It’s been a solid 11 months since I last posted an update about my carnivore journey, so I figured we were due a check-in. Everything is smooth sailing at this point, I’m sitting at 95kg, and feeling well set to make some all-time PBs across the big lifts.
Chasing Big Totals And Rising Past Injuries
I’ve already notched up a 285kg deadlift this week, and that mythical 300 is suddenly looking awfully within reach.
That’s also the second time my core has actually started shaking during a lift. The previous time being just a decade ago, when I took on a one plate squat. What a nostalgia trip.
I’ve matched last year’s PBs across the squat and bench press, and should be breaking new ground in the next few weeks.
All of this puts a spring in my step, because the chief reason for my protracted bulk has been to acquire freak strength. I’m not going to turn down the offer of more muscle, but a big PB hits different compared to seeing the chest go up half an inch.
My lifts had plateaued and meandered since last summer, partly due to a few persistent niggles, and one outright injury. I tore something in my back on a 250kg deadlift where I hadn’t braced properly, hobbled around for a week afterward, and then had to begin a slow plod back up from a measly 200.
There are still days where my back kicks up a fuss, but they’re a mild nuisance at this point.
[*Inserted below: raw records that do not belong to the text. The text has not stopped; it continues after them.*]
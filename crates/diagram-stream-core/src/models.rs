//! Wire and domain models for the diagram generation protocol.
//!
//! [`WireMessage`] mirrors the JSON objects carried on `data:` lines;
//! [`StreamMessage`] is the typed form the rest of the pipeline consumes.

use chrono::{DateTime, Utc};
use serde::{Deserialize, Serialize};

use crate::error::GenerationError;

/// One of the three sequential generation stages.
#[derive(Debug, Clone, Copy, PartialEq, Eq, Hash, Serialize, Deserialize)]
#[serde(rename_all = "snake_case")]
pub enum Phase {
    Explanation,
    Mapping,
    Diagram,
}

impl Phase {
    pub const ALL: [Phase; 3] = [Phase::Explanation, Phase::Mapping, Phase::Diagram];

    pub fn as_str(&self) -> &'static str {
        match self {
            Phase::Explanation => "explanation",
            Phase::Mapping => "mapping",
            Phase::Diagram => "diagram",
        }
    }

    fn from_wire(s: &str) -> Option<Self> {
        Phase::ALL.into_iter().find(|phase| phase.as_str() == s)
    }
}

/// Overall phase of a generation session.
///
/// Declaration order is the forward order; `Error` may be entered from any
/// state and is never left.
#[derive(Debug, Clone, Copy, PartialEq, Eq, PartialOrd, Ord, Hash, Serialize, Deserialize)]
#[serde(rename_all = "snake_case")]
pub enum SessionPhase {
    Idle,
    Started,
    Explanation,
    Mapping,
    Diagram,
    Complete,
    Error,
}

impl SessionPhase {
    pub fn is_terminal(&self) -> bool {
        matches!(self, SessionPhase::Complete | SessionPhase::Error)
    }

    /// The generation stage this phase is working on, if any.
    pub fn stage(&self) -> Option<Phase> {
        match self {
            SessionPhase::Explanation => Some(Phase::Explanation),
            SessionPhase::Mapping => Some(Phase::Mapping),
            SessionPhase::Diagram => Some(Phase::Diagram),
            _ => None,
        }
    }

    pub fn as_str(&self) -> &'static str {
        match self {
            SessionPhase::Idle => "idle",
            SessionPhase::Started => "started",
            SessionPhase::Explanation => "explanation",
            SessionPhase::Mapping => "mapping",
            SessionPhase::Diagram => "diagram",
            SessionPhase::Complete => "complete",
            SessionPhase::Error => "error",
        }
    }
}

impl From<Phase> for SessionPhase {
    fn from(phase: Phase) -> Self {
        match phase {
            Phase::Explanation => SessionPhase::Explanation,
            Phase::Mapping => SessionPhase::Mapping,
            Phase::Diagram => SessionPhase::Diagram,
        }
    }
}

/// Request body shared by the stream, non-stream, and cost endpoints.
#[derive(Debug, Clone, PartialEq, Eq, Serialize, Deserialize)]
#[serde(rename_all = "camelCase")]
pub struct GenerationRequest {
    pub username: String,
    pub repo: String,
    pub github_access_token: String,
    pub instructions: String,
}

/// Raw JSON object decoded from a `data:` line or a non-stream response.
#[derive(Debug, Clone, Default, PartialEq, Eq, Serialize, Deserialize)]
pub struct WireMessage {
    #[serde(default)]
    pub status: String,
    #[serde(default, skip_serializing_if = "Option::is_none")]
    pub message: Option<String>,
    #[serde(default, skip_serializing_if = "Option::is_none")]
    pub chunk: Option<String>,
    #[serde(default, skip_serializing_if = "Option::is_none")]
    pub explanation: Option<String>,
    #[serde(default, skip_serializing_if = "Option::is_none")]
    pub mapping: Option<String>,
    #[serde(default, skip_serializing_if = "Option::is_none")]
    pub diagram: Option<String>,
    #[serde(default, skip_serializing_if = "Option::is_none")]
    pub error: Option<String>,
}

/// Body of `POST /generate/cost`.
#[derive(Debug, Clone, Default, PartialEq, Eq, Serialize, Deserialize)]
pub struct CostResponse {
    #[serde(default)]
    pub cost: Option<String>,
    #[serde(default)]
    pub error: Option<String>,
}

/// A typed protocol message.
#[derive(Debug, Clone, PartialEq, Eq)]
pub enum StreamMessage {
    Started {
        message: Option<String>,
    },
    /// `{phase}_sent`: the server is about to produce this phase.
    PhaseSent {
        phase: Phase,
        message: Option<String>,
    },
    /// `{phase}`: a full value for the phase, replacing anything accumulated.
    /// The server sends its status text here before the first chunk, which
    /// then starts the buffer over.
    PhaseValue {
        phase: Phase,
        value: Option<String>,
    },
    /// `{phase}_chunk`: an incremental fragment to append.
    PhaseChunk {
        phase: Phase,
        chunk: Option<String>,
    },
    Complete {
        explanation: Option<String>,
        mapping: Option<String>,
        diagram: Option<String>,
        message: Option<String>,
    },
    Error {
        message: String,
    },
}

impl StreamMessage {
    /// `complete` and `error` end the stream.
    pub fn is_terminal(&self) -> bool {
        matches!(self, StreamMessage::Complete { .. } | StreamMessage::Error { .. })
    }

    /// Human-readable status text attached to the message, if any.
    ///
    /// `PhaseValue` carries its payload in the wire `message` field, so it
    /// never contributes status text.
    pub fn status_message(&self) -> Option<&str> {
        match self {
            StreamMessage::Started { message }
            | StreamMessage::PhaseSent { message, .. }
            | StreamMessage::Complete { message, .. } => message.as_deref(),
            _ => None,
        }
    }

    /// Classify a decoded wire object.
    ///
    /// Fails only for a `status` outside the known set.
    pub fn from_wire(wire: WireMessage) -> Result<Self, GenerationError> {
        // A top-level error wins over whatever status was declared.
        if let Some(error) = wire.error.filter(|e| !e.is_empty()) {
            return Ok(StreamMessage::Error { message: error });
        }

        let status = wire.status.as_str();
        match status {
            "started" => Ok(StreamMessage::Started {
                message: wire.message,
            }),
            "complete" => Ok(StreamMessage::Complete {
                explanation: wire.explanation,
                mapping: wire.mapping,
                diagram: wire.diagram,
                message: wire.message,
            }),
            "error" => Ok(StreamMessage::Error {
                message: wire
                    .message
                    .unwrap_or_else(|| "An unknown error occurred".to_string()),
            }),
            _ => {
                if let Some(phase) = status.strip_suffix("_chunk").and_then(Phase::from_wire) {
                    return Ok(StreamMessage::PhaseChunk {
                        phase,
                        chunk: wire.chunk,
                    });
                }
                if let Some(phase) = status.strip_suffix("_sent").and_then(Phase::from_wire) {
                    return Ok(StreamMessage::PhaseSent {
                        phase,
                        message: wire.message,
                    });
                }
                if let Some(phase) = Phase::from_wire(status) {
                    return Ok(StreamMessage::PhaseValue {
                        phase,
                        value: wire.message,
                    });
                }
                Err(GenerationError::UnexpectedStatus(status.to_string()))
            }
        }
    }
}

/// The last successfully generated artifact for an (owner, repo) pair.
#[derive(Debug, Clone, PartialEq, Eq, Serialize)]
pub struct CachedArtifact {
    pub owner: String,
    pub repo: String,
    pub diagram: String,
    pub explanation: String,
    pub created_at: DateTime<Utc>,
    pub updated_at: DateTime<Utc>,
}

#[cfg(test)]
mod tests {
    use super::*;

    fn wire(json: &str) -> WireMessage {
        serde_json::from_str(json).unwrap()
    }

    #[test]
    fn request_uses_camel_case_token_field() {
        let req = GenerationRequest {
            username: "octo".to_string(),
            repo: "demo".to_string(),
            github_access_token: "tok".to_string(),
            instructions: String::new(),
        };
        let json = serde_json::to_value(&req).unwrap();
        assert_eq!(json["githubAccessToken"], "tok");
        assert_eq!(json["username"], "octo");
        assert_eq!(json["instructions"], "");
    }

    #[test]
    fn phase_statuses_map_to_variants() {
        let msg = StreamMessage::from_wire(wire(r#"{"status":"mapping_chunk","chunk":"m"}"#));
        assert_eq!(
            msg.unwrap(),
            StreamMessage::PhaseChunk {
                phase: Phase::Mapping,
                chunk: Some("m".to_string())
            }
        );

        let msg = StreamMessage::from_wire(wire(r#"{"status":"diagram_sent","message":"go"}"#));
        assert_eq!(
            msg.unwrap(),
            StreamMessage::PhaseSent {
                phase: Phase::Diagram,
                message: Some("go".to_string())
            }
        );

        let msg = StreamMessage::from_wire(wire(r#"{"status":"explanation","message":"full"}"#));
        assert_eq!(
            msg.unwrap(),
            StreamMessage::PhaseValue {
                phase: Phase::Explanation,
                value: Some("full".to_string())
            }
        );
    }

    #[test]
    fn error_field_overrides_status() {
        let msg =
            StreamMessage::from_wire(wire(r#"{"status":"diagram_chunk","chunk":"x","error":"boom"}"#))
                .unwrap();
        assert_eq!(
            msg,
            StreamMessage::Error {
                message: "boom".to_string()
            }
        );
        assert!(msg.is_terminal());
    }

    #[test]
    fn unknown_status_is_unexpected() {
        let err = StreamMessage::from_wire(wire(r#"{"status":"thinking"}"#)).unwrap_err();
        assert_eq!(err, GenerationError::UnexpectedStatus("thinking".to_string()));
        assert_eq!(err.to_string(), "Unexpected response status");
    }

    #[test]
    fn session_phase_order_is_forward_order() {
        assert!(SessionPhase::Idle < SessionPhase::Started);
        assert!(SessionPhase::Explanation < SessionPhase::Mapping);
        assert!(SessionPhase::Diagram < SessionPhase::Complete);
        assert_eq!(SessionPhase::from(Phase::Mapping), SessionPhase::Mapping);
    }

    #[test]
    fn stage_round_trips_through_session_phase() {
        for phase in Phase::ALL {
            assert_eq!(SessionPhase::from(phase).stage(), Some(phase));
        }
        assert_eq!(SessionPhase::Started.stage(), None);
        assert_eq!(SessionPhase::Complete.stage(), None);
    }
}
Over this same time frame, my knees have been unforgiving, wrecking my chances of pushing the squat up without settling for reps that barely flirt with parallel. But in the last couple of months I’ve had something of a breakthrough by realising that my body loved a buttwink, and had terrible ankle mobility.
Since then I’ve been focusing on improving the brace and keep it tight through the deeper ranges of squat and deadlift, while also including ankle mobility drills to improve mobility.
Meanwhile the bench has been held back by the fact that my shoulder has been a problem ever since I made the daft decision of trying to climb up the slippery rocks of a jetty wall in order to get out of a rip tide. Next time I’ll skip the years of rotator cuff rehab and accept my fate instead.
Thankfully it’s become much better now that I’ve started practicing leg drive and cut down on the bench volume. Everything is more stable, and I’m not constantly overdoing it and leaving the shoulder inflamed.
Much of getting big totals does really come down to practicing the perfect setup. From there it’s just the simple matter of training hard, not going crazy with the volume, and then bringing it home with a steady caloric surplus from high quality nutrient sources.
Repeated day after day.
Week after week.
Month after month.
Year upon year.
It’s not that hard really.
Brisket And Carnivore Sauce
The appetite has been pretty reasonable over the last few months, which is a relief, because that’s the trap that tends to curtail my bulk. I steady inched the scales up to a point where my appetite shuts down and I lose any will to plough through three pounds of steak a day.
Rather than eat more meat, which would undoubtedly trash my appetite and involve more chewing time than I’m happy to free up, I’ve gone for the option of increasing rendered fats instead. Initially I was chugging down bottles of heavy cream, but I found the avalanche of calories were making me drowsy.
Now I’ve settled for making an intricate fully carnivorous sauce that adds everything I need to complement the steak. Taste, texture, and a calorie bump. We’re still in the early days of testing, but energy has been great, and it coincidentally arrived at the same time that my lifts started to shoot up.
I’ve analysed the data, and decided to call it anabolic alfredos.
Keeping Anxiety At Bay
Finally, the aspect of an apex lifestyle that brings it altogether. Which also happens to be the one that I struggle at. I haven’t made a secret of my constant battle with both anxiety (existential dread) and social anxiety (people dread), and I’ve been doing my bit to work through it.
Meditation has come and gone, inconvenienced by me struggling to stay awake during an evening session, and unable to free up the time during turbulent mornings that are heavily occupied by steak prep. But I have made a regular habit of keeping a bedside journal, where I reflect on the day, assess what I could have done better, and make a plan for the following day.
At the very least, it serves as a way to offload subconscious thoughts and put incomplete tasks aside that might otherwise disturb my sleep. But I’m really looking for journaling to help me face up to the emotions I’ve been suppressing all my life, and use the flame of reason to reveal them for what they are. A light but persistent dose of self-therapy. This is one method of the philosophy of stoicism that I’ve been writing about so much recently.
As of writing this article, I can still get pretty emotional. But I’m handling it, and I’m extremely grateful with how the carnivore diet has aided me by mellowing out the highs and lows, while also giving me an unstoppable drive to get to the best version of myself.
It’s been three years, but we’re still only at the start.